O, zât-ı ulûhiyyeti, azamet ve celâli, eşsiz ve emsalsiz esmâ ve sıfatlarıyla bir tek ilâhtır. İbâdete lâyık olan yalnız O’dur. Kulluğumuz sadece O’nadır. Varlığı bir başkasının varlığına ihtiyaç hissetmeyen “vâcibü’l-vücûd” O’dur. O’nun yanında hiçbir şeyin hakîkî varlığından söz etmek mümkün değildir. Diğer varlıkların hepsi, ancak O’nunla var olduğundan, hakîkatte yok hükmündedirler. Bu sebepledir ki, kul terakkî ettikçe “hiçlik” duygusu kendisine hâkim olmalıdır.

اَللّٰهُ الصَّمَدُ

“Allah Sameddir.” Yani her şey O’na muhtaçtır, fakat O, bütün yarattıklarından müstağnîdir. Zerrelerden kürrelere kadar hemen her şey, hem var olmak, hem de varlığını sürdürmek için her an O’na muhtaçtır. Kavlî ve fiilî duaların yegâne mercii O’dur.

لَمْ يَلِدْ وَلَمْ يُولَدْ

“Doğurmamış ve doğmamıştır.” Yani hiçbir kimsenin babası veya annesi olmadığı gibi, anne-babaya sahip bir çocuk da olmamıştır. Bu bakımdan hristiyanların Meryem vâlidemize ve Îsâ -aleyhisselâm-’a ilâhlık nisbet etmeleri, Allâh’a karşı işlenmiş en büyük cürümlerden biridir. Bu ifade, aynı zamanda Allah Teâlâ’nın sonradan yaratılan hiçbir varlığa aslâ benzemediğine (muhâlefetün li’l-havâdis) de dikkat çekmektedir. Yani O, beşerî mülâhazaların tamamen dışında, müteâl ve idrâk ötesi Yüce bir İlâh’tır. Diğer bir ifadeyle O’nun Zât’ı, beşerin zihninde ve hayal âleminde tasavvur ettiği hemen her düşünceden berîdir, münezzehtir.

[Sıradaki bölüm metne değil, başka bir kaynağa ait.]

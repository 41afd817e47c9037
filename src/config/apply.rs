use std::time::Duration;

use reqwest::Url;

use crate::args::{
    DEFAULT_BASE_URL, DEFAULT_CONCURRENT_REQUESTS, DEFAULT_CONTACT_NAME, DEFAULT_EMAIL,
    DEFAULT_NETWORK_TIMEOUT, DEFAULT_PASSWORD, DEFAULT_REQUEST_TIMEOUT, DEFAULT_WRONG_EMAIL,
    DEFAULT_WRONG_PASSWORD, PositiveUsize, SmokeArgs, parse_base_url,
};
use crate::error::{AppError, AppResult, ConfigError, ValidationError};

use super::types::{ConfigFile, DurationValue};

#[derive(Debug, Clone, PartialEq, Eq)]
pub struct Credentials {
    pub email: String,
    pub password: String,
}

/// Fully resolved run settings.
#[derive(Debug, Clone)]
pub struct Settings {
    pub base_url: Url,
    pub credentials: Credentials,
    pub wrong_credentials: Credentials,
    pub request_timeout: Duration,
    pub network_timeout: Duration,
    pub concurrent_requests: PositiveUsize,
    pub contact_name: String,
    pub require_login: bool,
    pub strict: bool,
}

impl Settings {
    /// Built-in settings pointed at `base_url`.
    #[must_use]
    pub fn with_base_url(base_url: Url) -> Self {
        Self {
            base_url,
            credentials: Credentials {
                email: DEFAULT_EMAIL.to_owned(),
                password: DEFAULT_PASSWORD.to_owned(),
            },
            wrong_credentials: Credentials {
                email: DEFAULT_WRONG_EMAIL.to_owned(),
                password: DEFAULT_WRONG_PASSWORD.to_owned(),
            },
            request_timeout: DEFAULT_REQUEST_TIMEOUT,
            network_timeout: DEFAULT_NETWORK_TIMEOUT,
            concurrent_requests: DEFAULT_CONCURRENT_REQUESTS,
            contact_name: DEFAULT_CONTACT_NAME.to_owned(),
            require_login: false,
            strict: false,
        }
    }
}

/// Merges command line flags over an optional settings file over the defaults.
///
/// # Errors
///
/// Returns an error when a value from the settings file fails validation.
pub fn resolve_settings(args: &SmokeArgs, file: Option<ConfigFile>) -> AppResult<Settings> {
    let file = file.unwrap_or_default();

    let base_url = match (args.base_url.clone(), file.base_url.as_deref()) {
        (Some(url), _) => url,
        (None, Some(raw)) => parse_base_url(raw).map_err(|err| invalid_field("base_url", err))?,
        (None, None) => parse_base_url(DEFAULT_BASE_URL).map_err(AppError::validation)?,
    };
    let mut settings = Settings::with_base_url(base_url);

    if let Some(email) = file.email {
        settings.credentials.email = email;
    }
    if let Some(password) = file.password {
        settings.credentials.password = password;
    }
    if let Some(email) = file.wrong_email {
        settings.wrong_credentials.email = email;
    }
    if let Some(password) = file.wrong_password {
        settings.wrong_credentials.password = password;
    }

    settings.request_timeout = pick_duration(
        args.request_timeout,
        file.timeout.as_ref(),
        "timeout",
        settings.request_timeout,
    )?;
    settings.network_timeout = pick_duration(
        args.network_timeout,
        file.network_timeout.as_ref(),
        "network_timeout",
        settings.network_timeout,
    )?;

    if let Some(count) = args.concurrent_requests {
        settings.concurrent_requests = count;
    } else if let Some(count) = file.concurrent_requests {
        settings.concurrent_requests = PositiveUsize::try_from(count)
            .map_err(|err| invalid_field("concurrent_requests", err))?;
    }

    if let Some(name) = file.contact_name {
        settings.contact_name = name;
    }

    settings.require_login = args.require_login || file.require_login.unwrap_or(false);
    settings.strict = args.strict || file.strict.unwrap_or(false);

    Ok(settings)
}

fn pick_duration(
    cli: Option<Duration>,
    file: Option<&DurationValue>,
    field: &'static str,
    fallback: Duration,
) -> AppResult<Duration> {
    cli.map_or_else(
        || {
            file.map_or(Ok(fallback), |value| {
                value.to_duration().map_err(|err| invalid_field(field, err))
            })
        },
        Ok,
    )
}

fn invalid_field(field: &'static str, source: ValidationError) -> AppError {
    AppError::config(ConfigError::InvalidField { field, source })
}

وَلَمْ يَكُنْ لَهُ كُفُوًا اَحَدٌ

“Ve O’na hiçbir şey denk olmadı.” Ne zâtında, ne sıfatında ve ne de fiilinde, O’nun hiçbir benzeri, dengi ve eşi ezelden beri aslâ var olmadı ve ebediyete kadar da aslâ olmayacaktır.

Bu murâkabede bulunan sâlik, İhlâs Sûresi’nin bu ve daha nice engin mânâları içinde derin bir tefekküre dalmalı, bütün varlığı ve hattâ kendini bile O Yüce Vâcibü’l-Vücûd karşısında yokluk ve hiçlik deryasında eritip, her şeyde O “Bir”i müşâhede etmenin eşşiz hazzını tadabilmelidir. Hâli bu murâkabenin hakikatine eren kişi, ilâhî azamet, kudret ve vahdâniyeti artık her şeyde müşâhede etmeye ve “fenâ fillâh” esintilerini hissetmeye başlar.